I limited the weights to int in the beginning, because Fluent Random Picker uses algorithms that sum up all the weights internally.

If the int weights are Int32.MaxValue and Int32.MaxValue, the sum can't be stored as an int. So I use long for the sum internally at the moment.

If I'd allow long weights and if they are Int64.MaxValue and Int64.MaxValue, the sum can't be stored as a long. I'd need a larger data type then internally...


2 ways are probably possible on my site:

  1. Replacing the algorithm that sums up the numbers (at least when the weights are longs) with one that works differently.
  2. .Net7 (will be available in about a month) offers a new Data type (Int128), which I could use to calculate a sum of longs. But this would only work in projects that are targeting .Net7 or higher.

Which .Net version are you targeting?

I'll take a closer look at this in the future.

ndsvw avatar Sep 29 '22 15:09 ndsvw

Hey,

Makes sense, you /could/ use BigInteger to sum the values. Tho it might be slow.

I'm currently targeting .net 7 rc1.

Right now I'm just casting to int so I'm not hindered, but what I'm using it for is figuring out in my game 'who' should hit.

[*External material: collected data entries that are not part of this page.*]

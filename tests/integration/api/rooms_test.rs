//! Room API integration tests

use crate::assert_status;
use crate::common::auth_helpers::create_test_user;
use crate::common::server::TestServer;
use pretty_assertions::assert_eq;
use serde_json::{json, Value};

#[tokio::test]
async fn test_create_list_delete_room() {
    let server = TestServer::spawn().await;
    let alice = create_test_user(&server.state.pool, "alice").await;

    let response = server
        .http
        .post(server.url("/api/rooms/create"))
        .bearer_auth(&alice.token)
        .json(&json!({"name": "standup"}))
        .send()
        .await
        .unwrap();
    assert_status!(response, 201);
    let created: Value = response.json().await.unwrap();
    assert_eq!(created["room"]["name"], "standup");
    assert_eq!(created["room"]["user_id"], alice.identity.as_str());
    let id = created["room"]["id"].as_i64().unwrap();

    let response = server
        .http
        .get(server.url("/api/rooms"))
        .bearer_auth(&alice.token)
        .send()
        .await
        .unwrap();
    assert_status!(response, 200);
    let listed: Value = response.json().await.unwrap();
    assert_eq!(listed["rooms"].as_array().unwrap().len(), 1);
    assert_eq!(listed["rooms"][0]["id"], id);

    let response = server
        .http
        .delete(server.url(&format!("/api/rooms/{id}")))
        .bearer_auth(&alice.token)
        .send()
        .await
        .unwrap();
    assert_status!(response, 200);
    let body: Value = response.json().await.unwrap();
    assert_eq!(body["message"], "Room deleted");
}

#[tokio::test]
async fn test_room_name_length_is_enforced() {
    let server = TestServer::spawn().await;
    let alice = create_test_user(&server.state.pool, "alice").await;

    for name in ["ab".to_string(), "x".repeat(51)] {
        let response = server
            .http
            .post(server.url("/api/rooms/create"))
            .bearer_auth(&alice.token)
            .json(&json!({ "name": name }))
            .send()
            .await
            .unwrap();
        assert_status!(response, 400);
    }
}

#[tokio::test]
async fn test_rooms_are_private_to_their_owner() {
    let server = TestServer::spawn().await;
    let alice = create_test_user(&server.state.pool, "alice").await;
    let bob = create_test_user(&server.state.pool, "bob").await;

    let response = server
        .http
        .post(server.url("/api/rooms/create"))
        .bearer_auth(&alice.token)
        .json(&json!({"name": "lobby"}))
        .send()
        .await
        .unwrap();
    let id = response.json::<Value>().await.unwrap()["room"]["id"]
        .as_i64()
        .unwrap();

    let response = server
        .http
        .get(server.url("/api/rooms"))
        .bearer_auth(&bob.token)
        .send()
        .await
        .unwrap();
    let listed: Value = response.json().await.unwrap();
    assert_eq!(listed["rooms"], json!([]));

    let response = server
        .http
        .delete(server.url(&format!("/api/rooms/{id}")))
        .bearer_auth(&bob.token)
        .send()
        .await
        .unwrap();
    assert_status!(response, 404);

    let response = server
        .http
        .delete(server.url("/api/rooms/not-a-number"))
        .bearer_auth(&alice.token)
        .send()
        .await
        .unwrap();
    assert_status!(response, 400);
}

#[tokio::test]
async fn test_rooms_require_authentication() {
    let server = TestServer::spawn().await;

    let response = server.http.get(server.url("/api/rooms")).send().await.unwrap();
    assert_status!(response, 401);
}
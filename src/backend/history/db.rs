//! Database operations for chat history

use async_trait::async_trait;
use sqlx::{Row, SqlitePool};

use crate::backend::error::BackendError;
use crate::backend::relay::collaborators::HistoryStore;
use crate::shared::messaging::HistoryEntry;
use crate::shared::{RelayMessage, UserIdentity};

/// `HistoryStore` backed by the `messages` table
#[derive(Clone)]
pub struct SqlHistoryStore {
    pool: SqlitePool,
}

impl SqlHistoryStore {
    pub fn new(pool: SqlitePool) -> Self {
        Self { pool }
    }

    /// Stored rows exchanged between `a` and `b`, ordered by id
    pub async fn entries_between(
        &self,
        a: &UserIdentity,
        b: &UserIdentity,
    ) -> Result<Vec<HistoryEntry>, sqlx::Error> {
        let rows = sqlx::query(
            r#"
            SELECT id, sender_id, receiver_id, text, created_at
            FROM messages
            WHERE (sender_id = ? AND receiver_id = ?) OR (sender_id = ? AND receiver_id = ?)
            ORDER BY id ASC
            "#,
        )
        .bind(a.as_str())
        .bind(b.as_str())
        .bind(b.as_str())
        .bind(a.as_str())
        .fetch_all(&self.pool)
        .await?;

        Ok(rows
            .into_iter()
            .map(|row| HistoryEntry {
                id: row.get("id"),
                sender_id: UserIdentity::new(row.get::<String, _>("sender_id")),
                receiver_id: UserIdentity::new(row.get::<String, _>("receiver_id")),
                text: row.get("text"),
                created_at: row.get("created_at"),
            })
            .collect())
    }
}

#[async_trait]
impl HistoryStore for SqlHistoryStore {
    async fn append(&self, message: &RelayMessage) -> Result<(), BackendError> {
        sqlx::query(
            "INSERT INTO messages (sender_id, receiver_id, text, created_at) VALUES (?, ?, ?, ?)",
        )
        .bind(message.sender.as_str())
        .bind(message.recipient.as_str())
        .bind(&message.body)
        .bind(message.timestamp)
        .execute(&self.pool)
        .await?;
        Ok(())
    }

    async fn range_between(
        &self,
        a: &UserIdentity,
        b: &UserIdentity,
    ) -> Result<Vec<RelayMessage>, BackendError> {
        Ok(self
            .entries_between(a, b)
            .await?
            .into_iter()
            .map(|entry| {
                RelayMessage::with_timestamp(
                    entry.sender_id,
                    entry.receiver_id,
                    entry.text,
                    entry.created_at,
                )
            })
            .collect())
    }
}
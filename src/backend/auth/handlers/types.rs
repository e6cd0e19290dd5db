/**
 * Authentication Handler Types
 *
 * Request and response bodies for the account endpoints.
 */

use serde::{Deserialize, Serialize};

/// Registration request
#[derive(Deserialize, Serialize, Debug)]
pub struct RegisterRequest {
    /// Chosen username (3-30 chars, alphanumeric + underscore)
    pub username: String,
    pub email: String,
    /// Plain password (hashed before storage)
    pub password: String,
}

/// Registration response
#[derive(Serialize, Deserialize, Debug)]
pub struct RegisterResponse {
    pub message: String,
    /// Public identity of the new user
    pub user_id: String,
}

/// Login request
///
/// `login` may be either the username or the email address.
#[derive(Deserialize, Serialize, Debug)]
pub struct LoginRequest {
    pub login: String,
    pub password: String,
}

/// Token response, returned by login and refresh
#[derive(Serialize, Deserialize, Debug)]
pub struct TokenResponse {
    pub token: String,
}

/// `GET /api/user/id` response
///
/// Serialized as `{"userID": ...}`, the key existing clients read.
#[derive(Serialize, Deserialize, Debug)]
pub struct UserIdResponse {
    #[serde(rename = "userID")]
    pub user_id: String,
}

/// `GET /api/users/search` query
#[derive(Deserialize, Debug, Default)]
pub struct SearchQuery {
    #[serde(default)]
    pub q: String,
}
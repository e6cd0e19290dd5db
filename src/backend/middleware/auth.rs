/**
 * Authentication Middleware
 *
 * Protects routes that require a signed-in user. The token is taken from
 * `Authorization: Bearer <token>`, or from a `?token=` query parameter for
 * clients that cannot set headers. The verified user is attached to the
 * request extensions for handlers to pick up with `AuthUser`.
 */

use axum::{
    extract::{FromRequestParts, Query, Request, State},
    http::{header::AUTHORIZATION, request::Parts, HeaderMap, StatusCode},
    middleware::Next,
    response::Response,
};
use serde::Deserialize;

use crate::backend::error::{AuthFailure, BackendError};
use crate::backend::auth::sessions::JwtAuthenticator;
use crate::shared::UserIdentity;

/// Authenticated user data resolved from a session token
#[derive(Clone, Debug)]
pub struct AuthenticatedUser {
    /// Internal row id (the token subject)
    pub row_id: i64,
    pub identity: UserIdentity,
    pub username: String,
}

/// `?token=` query parameter
#[derive(Debug, Default, Deserialize)]
pub struct TokenQuery {
    #[serde(default)]
    pub token: Option<String>,
}

/// Extract the token from a `Bearer` Authorization header
pub fn bearer_token(headers: &HeaderMap) -> Option<&str> {
    headers
        .get(AUTHORIZATION)
        .and_then(|h| h.to_str().ok())
        .and_then(|h| h.strip_prefix("Bearer "))
        .map(str::trim)
}

/// Authentication middleware
///
/// Returns 401 if the token is missing, invalid, or belongs to a user that
/// no longer exists.
pub async fn auth_middleware(
    State(jwt): State<JwtAuthenticator>,
    mut request: Request,
    next: Next,
) -> Result<Response, BackendError> {
    let query_token = Query::<TokenQuery>::try_from_uri(request.uri())
        .ok()
        .and_then(|Query(query)| query.token);

    let token = bearer_token(request.headers())
        .map(str::to_string)
        .or(query_token)
        .ok_or_else(|| {
            tracing::warn!("Missing session token");
            AuthFailure::MissingToken
        })?;

    let user = jwt.authenticate(&token).await.map_err(|e| {
        tracing::warn!("Rejected session token: {}", e);
        e
    })?;

    request.extensions_mut().insert(user);
    Ok(next.run(request).await)
}

/// Axum extractor for the user attached by `auth_middleware`
#[derive(Clone, Debug)]
pub struct AuthUser(pub AuthenticatedUser);

impl<S> FromRequestParts<S> for AuthUser
where
    S: Send + Sync,
{
    type Rejection = StatusCode;

    async fn from_request_parts(parts: &mut Parts, _state: &S) -> Result<Self, Self::Rejection> {
        let user = parts
            .extensions
            .get::<AuthenticatedUser>()
            .cloned()
            .ok_or_else(|| {
                tracing::warn!("AuthenticatedUser not found in request extensions");
                StatusCode::UNAUTHORIZED
            })?;

        Ok(AuthUser(user))
    }
}
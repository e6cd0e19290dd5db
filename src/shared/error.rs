//! Shared Error Types
//!
//! Error types usable on both sides of the wire: decoding relay frames and
//! validating API request bodies.
//!
//! # Error Categories
//!
//! - `SerializationError` - JSON serialization/deserialization failures
//! - `ValidationError` - Request field validation failures
//! - `FrameError` - A WebSocket frame that cannot carry a relay payload
//!
//! # Usage
//!
//! ```rust
//! use callrelay::shared::error::SharedError;
//!
//! let error = SharedError::validation("username", "must be 3-30 characters");
//! ```
use thiserror::Error;

/// Shared error types
#[derive(Debug, Error, Clone)]
pub enum SharedError {
    /// JSON serialization or deserialization error
    #[error("Serialization error: {message}")]
    SerializationError {
        /// Human-readable error message
        message: String,
    },

    /// Data validation error
    #[error("Validation error in field '{field}': {message}")]
    ValidationError {
        /// The field that failed validation
        field: String,
        /// Human-readable error message
        message: String,
    },

    /// Frame-level error (e.g. a binary frame that is not UTF-8)
    #[error("Frame error: {message}")]
    FrameError {
        /// Human-readable error message
        message: String,
    },
}

impl SharedError {
    /// Create a new serialization error
    pub fn serialization(message: impl Into<String>) -> Self {
        Self::SerializationError {
            message: message.into(),
        }
    }

    /// Create a new validation error
    pub fn validation(field: impl Into<String>, message: impl Into<String>) -> Self {
        Self::ValidationError {
            field: field.into(),
            message: message.into(),
        }
    }

    /// Create a new frame error
    pub fn frame(message: impl Into<String>) -> Self {
        Self::FrameError {
            message: message.into(),
        }
    }
}

impl From<serde_json::Error> for SharedError {
    fn from(err: serde_json::Error) -> Self {
        Self::serialization(format!("JSON error: {}", err))
    }
}
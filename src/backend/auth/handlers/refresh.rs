/**
 * Token Refresh Handler
 *
 * POST /api/auth/refresh
 *
 * Issues a new token for an already authenticated user. Desktop clients
 * (`X-Client-Type: desktop`) get a 30-day token; everyone else 24 hours.
 */

use axum::{extract::State, http::HeaderMap, response::Json};

use crate::backend::auth::handlers::types::TokenResponse;
use crate::backend::auth::sessions::{JwtAuthenticator, DESKTOP_SESSION_TTL, SESSION_TTL};
use crate::backend::error::BackendError;
use crate::backend::middleware::AuthUser;

/// Header identifying the client kind
pub const CLIENT_TYPE_HEADER: &str = "x-client-type";

fn is_desktop_client(headers: &HeaderMap) -> bool {
    headers
        .get(CLIENT_TYPE_HEADER)
        .and_then(|value| value.to_str().ok())
        .is_some_and(|value| value.eq_ignore_ascii_case("desktop"))
}

pub async fn refresh(
    State(jwt): State<JwtAuthenticator>,
    AuthUser(user): AuthUser,
    headers: HeaderMap,
) -> Result<Json<TokenResponse>, BackendError> {
    let ttl = if is_desktop_client(&headers) {
        DESKTOP_SESSION_TTL
    } else {
        SESSION_TTL
    };

    let token = jwt.issue(user.row_id, ttl)?;
    tracing::info!("Token refreshed for {}", user.identity);

    Ok(Json(TokenResponse { token }))
}
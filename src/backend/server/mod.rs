//! Server Module
//!
//! Server initialization, configuration and shared state.
//!
//! # Module Structure
//!
//! ```text
//! server/
//! ├── mod.rs          - Module exports and documentation
//! ├── state.rs        - AppState and FromRef implementations
//! ├── config.rs       - Configuration loading and database setup
//! └── init.rs         - Server initialization and app creation
//! ```
//!
//! # Initialization Flow
//!
//! 1. **Configuration Loading**: `ServerConfig::from_env()` in the binary
//! 2. **Database**: connect and migrate
//! 3. **State Creation**: stores, authenticator, relay engine
//! 4. **Router Creation**: routes, CORS and request tracing
//!
//! # Example
//!
//! ```rust,no_run
//! use callrelay::backend::server::{config::ServerConfig, create_app};
//!
//! # async fn example() -> Result<(), Box<dyn std::error::Error>> {
//! let config = ServerConfig::from_env()?;
//! let app = create_app(config).await?;
//! # Ok(())
//! # }
//! ```

/// Application state management
pub mod state;

/// Server configuration loading
pub mod config;

/// Server initialization
pub mod init;

pub use config::{ConfigError, ServerConfig};
pub use init::create_app;
pub use state::AppState;
/**
 * Login Handler
 *
 * POST /api/auth/login
 *
 * # Authentication Process
 *
 * 1. Look up the user by username or email
 * 2. Verify the password using bcrypt
 * 3. Issue a 24-hour session token
 *
 * Unknown users and wrong passwords produce the same 401 response.
 */

use axum::{extract::State, http::StatusCode, response::Json};
use bcrypt::verify;
use sqlx::SqlitePool;

use crate::backend::auth::handlers::types::{LoginRequest, TokenResponse};
use crate::backend::auth::sessions::{JwtAuthenticator, SESSION_TTL};
use crate::backend::auth::users::get_user_by_login;
use crate::backend::error::BackendError;

fn invalid_credentials() -> BackendError {
    BackendError::handler(StatusCode::UNAUTHORIZED, "Invalid credentials")
}

/// Login handler
pub async fn login(
    State(pool): State<SqlitePool>,
    State(jwt): State<JwtAuthenticator>,
    Json(request): Json<LoginRequest>,
) -> Result<Json<TokenResponse>, BackendError> {
    tracing::info!("Login request for: {}", request.login);

    let user = get_user_by_login(&pool, &request.login)
        .await?
        .ok_or_else(|| {
            tracing::warn!("User not found: {}", request.login);
            invalid_credentials()
        })?;

    let valid = verify(&request.password, &user.password_hash).map_err(|e| {
        tracing::error!("Password verification error: {:?}", e);
        BackendError::state("Password verification failed")
    })?;

    if !valid {
        tracing::warn!("Invalid password for user: {}", request.login);
        return Err(invalid_credentials());
    }

    let token = jwt.issue(user.id, SESSION_TTL)?;
    tracing::info!("User logged in: {} ({})", user.username, user.user_id);

    Ok(Json(TokenResponse { token }))
}
/**
 * Current User Handlers
 *
 * - GET /api/user/id - the caller's public identity
 * - GET /api/users/search?q= - find other users by username
 */

use axum::{
    extract::{Query, State},
    response::Json,
};
use sqlx::SqlitePool;

use crate::backend::auth::handlers::types::{SearchQuery, UserIdResponse};
use crate::backend::auth::users::search_users;
use crate::backend::error::BackendError;
use crate::backend::middleware::AuthUser;
use crate::shared::messaging::{SearchUsersResponse, UserSummary};

/// GET /api/user/id
pub async fn get_user_id(AuthUser(user): AuthUser) -> Json<UserIdResponse> {
    Json(UserIdResponse {
        user_id: user.identity.into_inner(),
    })
}

/// GET /api/users/search
///
/// An empty query returns an empty list rather than every user.
pub async fn search(
    State(pool): State<SqlitePool>,
    AuthUser(user): AuthUser,
    Query(query): Query<SearchQuery>,
) -> Result<Json<SearchUsersResponse>, BackendError> {
    let needle = query.q.trim();
    if needle.is_empty() {
        return Ok(Json(SearchUsersResponse { users: Vec::new() }));
    }

    let users = search_users(&pool, needle, &user.identity)
        .await?
        .into_iter()
        .map(|found| UserSummary {
            user_id: found.identity(),
            username: found.username,
        })
        .collect();

    Ok(Json(SearchUsersResponse { users }))
}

Your library just makes mundane stuff easier :D

        var entity = Out.Of()
                         .Value(EntityType.Player).WithWeight((int)playerSpeed)
                         .AndValue(EntityType.Monster).WithWeight((int)monsterSpeed)
                         .PickOne();

phillip-haydon avatar Sep 29 '22 16:09 phillip-haydon

Notes for me:

  • SortingBasedWeightedLeftShuffle would break with longs because all results are 1 at some point.
Math.Pow(0.9999, 1/(double)int.MaxValue) // = 0.99999999999995348165526820594095624983310699462891
Math.Pow(0.9999, 1/(double)long.MaxValue) // = 1.00000000000000000000000000000000000000000000000000
Math.Pow(0.9999, 1/((double)long.MaxValue/10)) // = 1.00000000000000000000000000000000000000000000000000
Math.Pow(0.9999, 1/((double)long.MaxValue/1_000_000)) // = 1.00000000000000000000000000000000000000000000000000
Math.Pow(0.9999, 1/((double)long.MaxValue/10_000_000)); // = 0.99999999999999988897769753748434595763683319091797

So, maybe, there needs to be a fallback like Math.Pow(0.9999, 10_000_000/(double)n); for larger numbers. Maybe, a fallback should already be there for ints, because for ~0,000001% of the weights (higher if we would allow long weights), it does not even make a difference, whether they are int.MaxValue or int.MaxValue / 10 (edge case):

Math.Pow(0.99999999, 1/(double)int.MaxValue) // = 1.00000000000000000000000000000000000000000000000000
Math.Pow(0.99999999, 1/((double)int.MaxValue / 10)) // = 1.00000000000000000000000000000000000000000000000000

BTW: Random.NextDouble being exactly 0 could also be problematic as the result is always 0...

  • DefaultPicker would break because it calculates the sum resulting in a possible overflow (solvable with Int128 from .Net7 or BigInteger)
  • Everything else should still work with longs.